Activity: Every line that contains "EdgeCondition" must be located and copied from the data.

═════ Given information

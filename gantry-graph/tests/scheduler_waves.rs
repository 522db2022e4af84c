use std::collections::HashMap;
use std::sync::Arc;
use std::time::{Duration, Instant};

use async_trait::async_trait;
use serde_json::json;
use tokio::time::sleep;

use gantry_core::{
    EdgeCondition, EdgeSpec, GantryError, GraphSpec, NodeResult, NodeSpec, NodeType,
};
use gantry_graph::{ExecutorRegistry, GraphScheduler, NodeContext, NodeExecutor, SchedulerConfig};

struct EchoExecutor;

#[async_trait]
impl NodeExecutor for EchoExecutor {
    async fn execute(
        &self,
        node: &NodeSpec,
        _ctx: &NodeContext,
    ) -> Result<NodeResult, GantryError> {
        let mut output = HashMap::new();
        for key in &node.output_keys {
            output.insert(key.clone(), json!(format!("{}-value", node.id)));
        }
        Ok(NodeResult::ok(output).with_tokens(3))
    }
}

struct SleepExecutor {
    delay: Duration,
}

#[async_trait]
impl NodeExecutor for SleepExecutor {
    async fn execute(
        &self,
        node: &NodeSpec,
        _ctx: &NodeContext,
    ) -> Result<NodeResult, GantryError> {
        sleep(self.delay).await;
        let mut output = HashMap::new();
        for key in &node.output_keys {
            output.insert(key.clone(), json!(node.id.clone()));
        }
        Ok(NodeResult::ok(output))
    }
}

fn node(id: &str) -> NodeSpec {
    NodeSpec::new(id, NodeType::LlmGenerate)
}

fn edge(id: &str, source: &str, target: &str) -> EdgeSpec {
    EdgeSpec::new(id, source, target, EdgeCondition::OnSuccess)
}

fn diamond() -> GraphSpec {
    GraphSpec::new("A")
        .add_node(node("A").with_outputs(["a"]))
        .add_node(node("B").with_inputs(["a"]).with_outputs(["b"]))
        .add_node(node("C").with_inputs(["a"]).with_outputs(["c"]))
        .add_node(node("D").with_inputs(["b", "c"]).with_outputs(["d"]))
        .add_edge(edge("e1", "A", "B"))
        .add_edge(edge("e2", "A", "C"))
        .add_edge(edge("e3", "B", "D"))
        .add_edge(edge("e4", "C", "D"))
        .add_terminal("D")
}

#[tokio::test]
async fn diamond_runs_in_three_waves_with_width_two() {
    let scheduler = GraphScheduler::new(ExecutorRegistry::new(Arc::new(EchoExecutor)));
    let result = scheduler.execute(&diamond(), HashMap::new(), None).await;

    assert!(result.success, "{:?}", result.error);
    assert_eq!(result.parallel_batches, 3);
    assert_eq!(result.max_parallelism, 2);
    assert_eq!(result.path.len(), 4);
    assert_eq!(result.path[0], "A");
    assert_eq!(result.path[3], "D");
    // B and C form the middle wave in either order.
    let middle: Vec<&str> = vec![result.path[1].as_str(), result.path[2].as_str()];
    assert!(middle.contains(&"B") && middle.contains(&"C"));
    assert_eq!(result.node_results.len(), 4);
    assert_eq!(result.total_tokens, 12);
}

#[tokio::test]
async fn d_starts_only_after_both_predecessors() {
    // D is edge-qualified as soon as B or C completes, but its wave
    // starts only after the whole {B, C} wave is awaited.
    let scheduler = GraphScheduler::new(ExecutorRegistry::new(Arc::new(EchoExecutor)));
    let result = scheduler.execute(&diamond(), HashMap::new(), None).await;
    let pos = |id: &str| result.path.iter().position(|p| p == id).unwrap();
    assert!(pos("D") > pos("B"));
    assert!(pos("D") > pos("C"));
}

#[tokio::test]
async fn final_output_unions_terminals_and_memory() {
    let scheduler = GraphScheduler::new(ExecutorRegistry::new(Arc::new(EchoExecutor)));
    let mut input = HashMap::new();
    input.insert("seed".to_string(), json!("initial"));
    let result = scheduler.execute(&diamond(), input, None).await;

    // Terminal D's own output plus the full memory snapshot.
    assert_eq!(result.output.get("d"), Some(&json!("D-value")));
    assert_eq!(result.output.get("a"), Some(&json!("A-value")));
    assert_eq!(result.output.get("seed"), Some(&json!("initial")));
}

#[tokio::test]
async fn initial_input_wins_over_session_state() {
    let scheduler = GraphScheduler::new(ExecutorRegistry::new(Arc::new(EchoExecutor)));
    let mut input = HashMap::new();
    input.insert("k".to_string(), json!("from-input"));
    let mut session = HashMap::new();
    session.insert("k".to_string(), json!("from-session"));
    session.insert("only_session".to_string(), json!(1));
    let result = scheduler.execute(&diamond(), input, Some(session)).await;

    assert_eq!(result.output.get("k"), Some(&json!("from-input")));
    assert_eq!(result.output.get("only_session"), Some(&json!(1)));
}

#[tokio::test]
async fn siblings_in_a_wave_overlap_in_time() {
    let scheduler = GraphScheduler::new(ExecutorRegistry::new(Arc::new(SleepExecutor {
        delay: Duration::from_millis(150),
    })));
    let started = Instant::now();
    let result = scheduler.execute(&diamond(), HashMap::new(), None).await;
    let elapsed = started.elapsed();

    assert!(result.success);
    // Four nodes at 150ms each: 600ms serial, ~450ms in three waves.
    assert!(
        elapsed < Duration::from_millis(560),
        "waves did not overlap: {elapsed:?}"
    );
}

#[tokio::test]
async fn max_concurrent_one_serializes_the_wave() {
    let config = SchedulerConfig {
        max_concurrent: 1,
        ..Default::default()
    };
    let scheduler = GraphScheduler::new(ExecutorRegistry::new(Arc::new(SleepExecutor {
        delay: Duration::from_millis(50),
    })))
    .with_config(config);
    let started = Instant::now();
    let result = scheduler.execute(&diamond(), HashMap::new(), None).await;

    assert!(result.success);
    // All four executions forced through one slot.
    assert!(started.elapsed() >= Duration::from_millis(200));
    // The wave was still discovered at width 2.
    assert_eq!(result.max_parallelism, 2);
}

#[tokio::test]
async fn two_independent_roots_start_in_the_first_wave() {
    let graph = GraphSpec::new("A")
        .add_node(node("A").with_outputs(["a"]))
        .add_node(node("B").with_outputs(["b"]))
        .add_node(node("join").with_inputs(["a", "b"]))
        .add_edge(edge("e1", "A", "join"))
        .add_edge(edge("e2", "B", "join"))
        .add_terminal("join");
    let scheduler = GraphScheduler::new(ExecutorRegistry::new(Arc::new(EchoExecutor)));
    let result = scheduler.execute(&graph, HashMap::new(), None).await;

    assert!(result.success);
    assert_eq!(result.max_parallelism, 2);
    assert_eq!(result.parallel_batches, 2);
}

══════════

Task result:
    EdgeCondition, EdgeSpec, GantryError, GraphSpec, NodeResult, NodeSpec, NodeType,
    EdgeSpec::new(id, source, target, EdgeCondition::OnSuccess)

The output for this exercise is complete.